Saturday, April 18, 2009

Publishing experience comes with a price

In 2005, I had a completed a 287 page manuscript, culled from a year's worth of research, and six months of working on the manuscript. My idea for a book had warranted interest from several regional presses. Each one of these small press publishers were intrigued by my idea for a book about small town baseball, based in Maine, during the postwar years of 1945, through the 1950s, 1960s, and 1970s. Ultimately, however, none of them had experience marketing a book about sports, so I was left with a dilemma--sit on my manuscript, or undertake the task of doing it myself. I chose the latter, and RiverVision Press was born.

With the release of When Towns Had Teams, my first book, a fledgling Maine-based small press garnered a national award, receiving an IPPY, in 2006, as my book was selected for Independent Publishers' Best Regional Non-fiction Title for the Northeast, beating out a well-established university press, the University Press of New England. This validated my decision to go the DIY publishing route.

Two more books; another author's work in 2007, and my second book, Moxietown, in 2008 (which has sold out its first printing) has firmly established RiverVision as a legitimate small press. Additionally, I recently helped another Maine author with pre-press support, and provided consulting assistance, allowing him to launch his own book, detailing his experiences as a basketball coach in Maine's western mountains region.

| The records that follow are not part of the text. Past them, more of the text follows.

//! Identity and session management for the two independent identity domains
//! (regular user and admin). Keep the public surface thin and split the
//! implementation across sub-modules.

mod domain;
mod principal;
mod session;
mod token_store;
mod authorizer;
mod user;
mod admin;

pub use domain::{Domain, BearerToken};
pub use principal::Identity;
pub use session::{Session, SessionStatus, AdminSession};
pub use token_store::{TokenStore, MemoryTokenStore, FileTokenStore};
pub use authorizer::RequestAuthorizer;
pub use user::UserSessionManager;
pub use admin::AdminSessionManager;
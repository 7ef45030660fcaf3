use std::sync::atomic::{AtomicBool, Ordering};
use std::sync::Arc;

use parking_lot::Mutex;
use tokio::sync::watch;
use tracing::{debug, info, warn};

use super::domain::{BearerToken, Domain};
use super::principal::Identity;
use super::session::Session;
use super::token_store::TokenStore;
use crate::api::{self, ApiClient, AuthResponse};
use crate::catalog::Favorites;
use crate::error::{AppError, AppResult};

/// Owns the regular-user identity lifecycle.
///
/// Starts in `Loading`; `initialize()` resolves it to `Anonymous` or
/// `Authenticated`. Afterwards the session cycles between those two through
/// `login`, `register` and `logout`.
///
/// Suspending operations (`initialize`, `login`, `register`) are serialized by
/// an in-flight guard. A second `login`/`register` while one is pending fails
/// with `AppError::Busy` and changes nothing. Results that resolve after a
/// `logout()` or `close()` are discarded.
pub struct UserSessionManager {
    client: ApiClient,
    store: Arc<dyn TokenStore>,
    state: watch::Sender<Session>,
    in_flight: tokio::sync::Mutex<()>,
    // Bumped by every committed transition, by logout and by close.
    epoch: Mutex<u64>,
    initialized: AtomicBool,
    closed: AtomicBool,
}

impl UserSessionManager {
    pub fn new(client: ApiClient, store: Arc<dyn TokenStore>) -> Self {
        let (state, _) = watch::channel(Session::Loading);
        Self {
            client,
            store,
            state,
            in_flight: tokio::sync::Mutex::new(()),
            epoch: Mutex::new(0),
            initialized: AtomicBool::new(false),
            closed: AtomicBool::new(false),
        }
    }

    pub fn session(&self) -> Session { self.state.borrow().clone() }

    pub fn identity(&self) -> Option<Identity> { self.state.borrow().identity().cloned() }

    pub fn subscribe(&self) -> watch::Receiver<Session> { self.state.subscribe() }

    /// User-domain HTTP client; carries the user bearer once authenticated.
    pub fn client(&self) -> &ApiClient { &self.client }

    /// Favorites of the signed-in user.
    pub fn favorites(&self) -> Favorites<'_> { Favorites::new(self) }

    /// True while a login, register or initialize is pending.
    pub fn is_busy(&self) -> bool { self.in_flight.try_lock().is_err() }

    /// Startup rehydration. Runs once per manager; later calls return the
    /// current session untouched.
    ///
    /// Any failure (store read, network, 401, malformed profile) clears the
    /// persisted token and resolves to `Anonymous`; it is never reported as an
    /// error.
    pub async fn initialize(&self) -> Session {
        if self.initialized.swap(true, Ordering::SeqCst) {
            warn!(target: "recipebox::session", "initialize called more than once; ignoring");
            return self.session();
        }
        let _guard = self.in_flight.lock().await;
        if self.session() != Session::Loading {
            // A login or register finished while we were queued.
            return self.session();
        }
        let started = self.current_epoch();

        let token = match self.store.get(Domain::User) {
            Ok(Some(t)) if !t.is_empty() => t,
            Ok(_) => {
                let _ = self.commit(started, || {
                    self.state.send_replace(Session::Anonymous);
                    Ok(())
                });
                debug!(target: "recipebox::session", "no persisted user token; anonymous");
                return self.session();
            }
            Err(e) => {
                warn!(target: "recipebox::session", "token store unreadable, starting anonymous: {}", e);
                let _ = self.commit(started, || {
                    self.state.send_replace(Session::Anonymous);
                    Ok(())
                });
                return self.session();
            }
        };

        self.client.authorizer().set_bearer(token);
        let outcome = api::auth::profile(&self.client).await;

        let committed = match outcome {
            Ok(identity) => self.commit(started, || {
                info!(target: "recipebox::session", user_id = %identity.id, "session restored");
                self.state.send_replace(Session::Authenticated(identity));
                Ok(())
            }),
            Err(e) => {
                let reason = AppError::session_invalid("profile_fetch_failed".to_string(), e.to_string());
                self.commit(started, || {
                    warn!(target: "recipebox::session", "discarding persisted token: {}", reason);
                    self.discard_credentials();
                    self.state.send_replace(Session::Anonymous);
                    Ok(())
                })
            }
        };
        if committed.is_err() {
            debug!(target: "recipebox::session", "profile response arrived after a newer transition; discarded");
        }
        self.session()
    }

    pub async fn login(&self, email: &str, password: &str) -> AppResult<Identity> {
        let email = email.trim();
        if email.is_empty() || password.is_empty() {
            return Err(AppError::validation("missing_credentials", "Email and password are required"));
        }
        let _guard = self.in_flight.try_lock().map_err(|_| AppError::busy())?;
        let started = self.current_epoch();

        let resp = api::auth::login(&self.client, email, password)
            .await
            .map_err(|e| {
                info!(target: "recipebox::session", "login rejected: {}", e);
                AppError::from_credential_exchange(e, "login_failed", "Login failed")
            })?;
        self.establish(started, resp)
    }

    pub async fn register(&self, name: &str, email: &str, password: &str) -> AppResult<Identity> {
        let (name, email) = (name.trim(), email.trim());
        if name.is_empty() || email.is_empty() || password.is_empty() {
            return Err(AppError::validation("missing_fields", "Name, email and password are required"));
        }
        let _guard = self.in_flight.try_lock().map_err(|_| AppError::busy())?;
        let started = self.current_epoch();

        let resp = api::auth::register(&self.client, name, email, password)
            .await
            .map_err(|e| {
                info!(target: "recipebox::session", "registration rejected: {}", e);
                AppError::from_credential_exchange(e, "registration_failed", "Registration failed")
            })?;
        self.establish(started, resp)
    }

    /// Local only: clears the persisted token, the authorizer and the identity.
    /// Always succeeds and is idempotent.
    pub fn logout(&self) {
        let mut epoch = self.epoch.lock();
        *epoch += 1;
        self.discard_credentials();
        self.state.send_replace(Session::Anonymous);
        info!(target: "recipebox::session", "logged out");
    }

    /// Detach the consumer: anything still in flight resolves without
    /// touching state.
    pub fn close(&self) {
        self.closed.store(true, Ordering::SeqCst);
        *self.epoch.lock() += 1;
    }

    fn establish(&self, started: u64, resp: AuthResponse) -> AppResult<Identity> {
        let AuthResponse { token, identity } = resp;
        let token = BearerToken::new(token);
        self.commit(started, || {
            self.store.set(Domain::User, &token)?;
            self.client.authorizer().set_bearer(token);
            info!(target: "recipebox::session", user_id = %identity.id, "authenticated");
            self.state.send_replace(Session::Authenticated(identity.clone()));
            Ok(identity)
        })
    }

    fn discard_credentials(&self) {
        if let Err(e) = self.store.clear(Domain::User) {
            warn!(target: "recipebox::session", "failed to clear persisted user token: {}", e);
        }
        self.client.authorizer().clear_bearer();
    }

    fn current_epoch(&self) -> u64 { *self.epoch.lock() }

    /// Apply `f` only if no other transition happened since `started`.
    fn commit<T>(&self, started: u64, f: impl FnOnce() -> AppResult<T>) -> AppResult<T> {
        let mut epoch = self.epoch.lock();
        if *epoch != started || self.closed.load(Ordering::SeqCst) {
            return Err(AppError::superseded());
        }
        let out = f()?;
        *epoch += 1;
        Ok(out)
    }
}
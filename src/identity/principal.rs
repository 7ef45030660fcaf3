use serde::{Deserialize, Serialize};

/// Profile of an authenticated regular user as returned by the backend.
#[derive(Debug, Clone, Default, Serialize, Deserialize, PartialEq, Eq)]
pub struct Identity {
    #[serde(alias = "_id", deserialize_with = "crate::api::string_or_number")]
    pub id: String,
    pub name: String,
    pub email: String,
}
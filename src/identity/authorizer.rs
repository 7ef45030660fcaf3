use std::sync::Arc;

use parking_lot::RwLock;

use super::domain::BearerToken;

/// Authorization slot of one HTTP client. Each domain's client owns its own
/// authorizer, so installing a user bearer never replaces the admin one.
///
/// Requests snapshot the value when they are dispatched; changing it only
/// affects requests issued afterwards.
#[derive(Debug, Clone, Default)]
pub struct RequestAuthorizer {
    slot: Arc<RwLock<Option<BearerToken>>>,
}

impl RequestAuthorizer {
    pub fn new() -> Self { Self::default() }

    pub fn set_bearer(&self, token: BearerToken) {
        *self.slot.write() = Some(token);
    }

    pub fn clear_bearer(&self) {
        self.slot.write().take();
    }

    /// Current `Authorization` header value, if any.
    pub fn header(&self) -> Option<String> {
        self.slot.read().as_ref().map(BearerToken::header_value)
    }

    pub fn is_set(&self) -> bool { self.slot.read().is_some() }
}
use std::fmt;

use super::principal::Identity;

#[derive(Debug, Clone, Copy, PartialEq, Eq)]
pub enum SessionStatus {
    Anonymous,
    Loading,
    Authenticated,
}

impl fmt::Display for SessionStatus {
    fn fmt(&self, f: &mut fmt::Formatter<'_>) -> fmt::Result {
        f.write_str(match self {
            SessionStatus::Anonymous => "anonymous",
            SessionStatus::Loading => "loading",
            SessionStatus::Authenticated => "authenticated",
        })
    }
}

/// Regular-user session. The identity lives inside the `Authenticated`
/// variant, so it is present exactly when the status is authenticated.
#[derive(Debug, Clone, PartialEq, Eq)]
pub enum Session {
    Anonymous,
    Loading,
    Authenticated(Identity),
}

impl Session {
    pub fn status(&self) -> SessionStatus {
        match self {
            Session::Anonymous => SessionStatus::Anonymous,
            Session::Loading => SessionStatus::Loading,
            Session::Authenticated(_) => SessionStatus::Authenticated,
        }
    }

    pub fn identity(&self) -> Option<&Identity> {
        match self {
            Session::Authenticated(id) => Some(id),
            _ => None,
        }
    }

    pub fn is_authenticated(&self) -> bool { matches!(self, Session::Authenticated(_)) }
}

/// Admin session: a capability flag, no profile.
#[derive(Debug, Clone, Copy, PartialEq, Eq)]
pub enum AdminSession {
    Anonymous,
    Authenticated,
}

impl AdminSession {
    pub fn is_authenticated(self) -> bool { matches!(self, AdminSession::Authenticated) }
}

impl fmt::Display for AdminSession {
    fn fmt(&self, f: &mut fmt::Formatter<'_>) -> fmt::Result {
        f.write_str(match self {
            AdminSession::Anonymous => "anonymous",
            AdminSession::Authenticated => "authenticated",
        })
    }
}
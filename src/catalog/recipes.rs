use std::fmt;
use std::str::FromStr;

use crate::api::ApiClient;
use crate::error::{AppError, AppResult};

use super::Recipe;

pub const RECIPES_PATH: &str = "/api/recipes";

/// Cooking-time filter bands understood by the backend.
#[derive(Debug, Clone, Copy, PartialEq, Eq)]
pub enum CookingTime {
    /// 15 minutes or less.
    Quick,
    /// Between 15 and 60 minutes.
    Medium,
    /// Over 60 minutes.
    Long,
}

impl CookingTime {
    pub fn as_str(self) -> &'static str {
        match self {
            CookingTime::Quick => "quick",
            CookingTime::Medium => "medium",
            CookingTime::Long => "long",
        }
    }
}

impl fmt::Display for CookingTime {
    fn fmt(&self, f: &mut fmt::Formatter<'_>) -> fmt::Result { f.write_str(self.as_str()) }
}

impl FromStr for CookingTime {
    type Err = AppError;

    fn from_str(s: &str) -> Result<Self, Self::Err> {
        match s.trim().to_ascii_lowercase().as_str() {
            "quick" => Ok(CookingTime::Quick),
            "medium" => Ok(CookingTime::Medium),
            "long" => Ok(CookingTime::Long),
            other => Err(AppError::validation(
                "invalid_cooking_time".to_string(),
                format!("unknown cooking time '{}'; expected quick, medium or long", other),
            )),
        }
    }
}

/// Public recipe search. A comma in the search text means "all of these
/// ingredients"; otherwise it is a single ingredient match.
#[derive(Debug, Clone, Default, PartialEq, Eq)]
pub struct RecipeQuery {
    pub search: Option<String>,
    pub cooking_time: Option<CookingTime>,
}

impl RecipeQuery {
    pub fn new() -> Self { Self::default() }

    pub fn search(mut self, text: impl Into<String>) -> Self {
        self.search = Some(text.into());
        self
    }

    pub fn cooking_time(mut self, band: CookingTime) -> Self {
        self.cooking_time = Some(band);
        self
    }

    pub fn to_params(&self) -> Vec<(&'static str, String)> {
        let mut params = Vec::new();
        if let Some(text) = self.search.as_deref().map(str::trim).filter(|s| !s.is_empty()) {
            let key = if text.contains(',') { "ingredients" } else { "ingredient" };
            params.push((key, text.to_string()));
        }
        if let Some(band) = self.cooking_time {
            params.push(("cookingTime", band.as_str().to_string()));
        }
        params
    }
}

pub async fn search(client: &ApiClient, query: &RecipeQuery) -> AppResult<Vec<Recipe>> {
    let params = query.to_params();
    Ok(client.get_json(RECIPES_PATH, &params).await?)
}
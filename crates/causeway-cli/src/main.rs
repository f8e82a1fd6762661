#![forbid(unsafe_code)]

mod cmd;
mod input;
mod output;

use std::env;

use clap::{Parser, Subcommand};
use output::OutputMode;
use tracing::info;
use tracing_subscriber::{EnvFilter, fmt, prelude::*};

#[derive(Parser, Debug)]
#[command(
    author,
    version,
    about = "causeway: task dependency graph analysis",
    long_about = None
)]
struct Cli {
    /// Enable verbose logging.
    #[arg(short, long)]
    verbose: bool,

    /// Emit JSON output instead of human-readable text.
    #[arg(long, global = true)]
    json: bool,

    /// Suppress non-essential output.
    #[arg(short, long, global = true)]
    quiet: bool,

    #[command(subcommand)]
    command: Commands,
}

impl Cli {
    /// Derive the output mode from flags.
    const fn output_mode(&self) -> OutputMode {
        if self.json {
            OutputMode::Json
        } else {
            OutputMode::Human
        }
    }
}

#[derive(Subcommand, Debug)]
enum Commands {
    #[command(
        about = "Analyze one graph document",
        long_about = "Run the full analysis pipeline (components, condensation, \
                      topological order, paths, critical path) on one JSON graph document.",
        after_help = "EXAMPLES:\n    # Analyze a graph document\n    cwy analyze data/small_1.json\n\n    # Emit machine-readable output\n    cwy analyze data/small_1.json --json"
    )]
    Analyze(cmd::analyze::AnalyzeArgs),

    #[command(
        about = "Analyze every graph document in a directory",
        long_about = "Run the analysis pipeline over every *.json document in a directory, \
                      in sorted order, continuing past per-document failures.",
        after_help = "EXAMPLES:\n    # Analyze a whole dataset directory\n    cwy batch data\n\n    # Emit machine-readable output\n    cwy batch data --json"
    )]
    Batch(cmd::batch::BatchArgs),

    #[command(
        about = "Generate synthetic graph datasets",
        long_about = "Write the nine synthetic datasets (small/medium/large, three each, \
                      with injected cycles) as JSON graph documents.",
        after_help = "EXAMPLES:\n    # Generate into ./data\n    cwy generate\n\n    # Generate into another directory\n    cwy generate --out fixtures"
    )]
    Generate(cmd::generate::GenerateArgs),
}

fn init_tracing() {
    let filter = EnvFilter::try_from_env("CAUSEWAY_LOG").unwrap_or_else(|_| {
        EnvFilter::new(if env::var("DEBUG").is_ok() {
            "causeway=debug,info"
        } else {
            "causeway=info,warn"
        })
    });

    let format = env::var("CAUSEWAY_LOG_FORMAT").unwrap_or_else(|_| "compact".to_string());

    let registry = tracing_subscriber::registry().with(filter);

    match format.as_str() {
        "json" => {
            registry.with(fmt::layer().json().with_ansi(false)).init();
        }
        _ => {
            registry.with(fmt::layer().compact()).init();
        }
    }
}

fn main() -> anyhow::Result<()> {
    init_tracing();

    let cli = Cli::parse();

    if cli.verbose {
        info!("Verbose mode enabled");
    }

    let output = cli.output_mode();

    match cli.command {
        Commands::Analyze(ref args) => cmd::analyze::run_analyze(args, output),
        Commands::Batch(ref args) => cmd::batch::run_batch(args, output, cli.quiet),
        Commands::Generate(ref args) => cmd::generate::run_generate(args, cli.quiet),
    }
}
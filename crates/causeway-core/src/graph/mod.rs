//! Task dependency graph analysis pipeline.
//!
//! # Overview
//!
//! This module owns the graph data model and the four analysis stages that
//! run over it. Each stage is a pure function of its inputs: nothing here
//! mutates a graph it did not itself construct, and every derived graph
//! (the reversed copy inside SCC detection, the condensation DAG) is a
//! fresh value.
//!
//! ## Pipeline
//!
//! ```text
//! Graph (caller-built, validated, immutable)
//!        ↓  scc::find_sccs()
//! SccResult (discovery-ordered partition + node→component map)
//!        ↓  condense::condense()            (consumes Graph + partition)
//! Condensation (one node per component, deduplicated cross edges — a DAG)
//!        ↓  topo::topo_sort()
//! TopoResult (order + acyclicity flag)
//!        ↓  paths::shortest_paths() / longest_paths() / critical_path()
//! PathResult / CriticalPath (distances, predecessors, validity)
//! ```
//!
//! Path analysis can also run directly on the original graph when it is
//! already acyclic; it confirms acyclicity through its own topological sort
//! and signals cyclic input via a validity flag instead of an error.
//!
//! ## Determinism
//!
//! All stages are deterministic for a fixed edge-insertion order. Insertion
//! order decides DFS finishing order (hence component numbering), which
//! cross-component edge donates the condensation weight, and which of
//! several equal-length critical paths is reported. The tie-breaks are
//! documented on the functions that exercise them.

pub mod build;
pub mod condense;
pub mod paths;
pub mod scc;
pub mod stats;
pub mod topo;

// Re-export primary types at module level for convenience.
pub use build::{Edge, Graph, WeightModel};
pub use condense::{Condensation, condense};
pub use paths::{CriticalPath, PathResult, critical_path, longest_paths, shortest_paths};
pub use scc::{SccResult, find_sccs};
pub use stats::GraphStats;
pub use topo::{TopoResult, topo_sort};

By learning to publish through a combination of trial-and-error, seeking out others doing something similar, and locating some very solid resources, and guidebooks, I now have something that borders on expertise in my niche corner of the publishing world. I can help anyone serious about getting a book to market, guarantee it will look professional, and help with the wealth of pre-press details that are the difference between having something that looks amateurish, or producing a sharp looking book that will be accepted by independent book stores, as well as the large chains, and Amazon. In fact, my background in sales and marketing will help any would be author/publisher develop a solid brand and marketing strategy.

Another area where I have a wealth of experience that extends far beyond publishing, is the ability to collaborate and partner with others, which leverages additional resources that I could never provide on my own.

On the writing/publishing side, I've forged a friendship and working relationship with a highly-skilled designer, and fellow small press publisher, in his own right. Ari Meil, of Warren Machine Company has been a real asset and his friendship has helped me to persevere as a publisher, when the going has been difficult. He and I have talked about collaborating beyond what we've done recently, where Ari provided layout and design support (and a great cover) for Moxietown. If the right project were to come along, I'd certainly consider it.

Still, despite my experience and relative success as an independent publisher, I still have many people that initially gravitate my way, expecting me to give that experience away. You wouldn't expect another professional, consultant, or other service provider to work for free--why would you expect me to do the same?

I regularly receive requests from people asking me to take a look at their manuscript, or wonder if I have the time to meet them, to talk about a book idea. Given that I work a 55-60 hour Monday through Friday job, am in the process of working on my third book, and also would like a few hours a week to spend with my wife, and enjoy Maine's all-too-short summer, I would say that having an expectation of being compensated for my services, and expertise, is not unreasonable.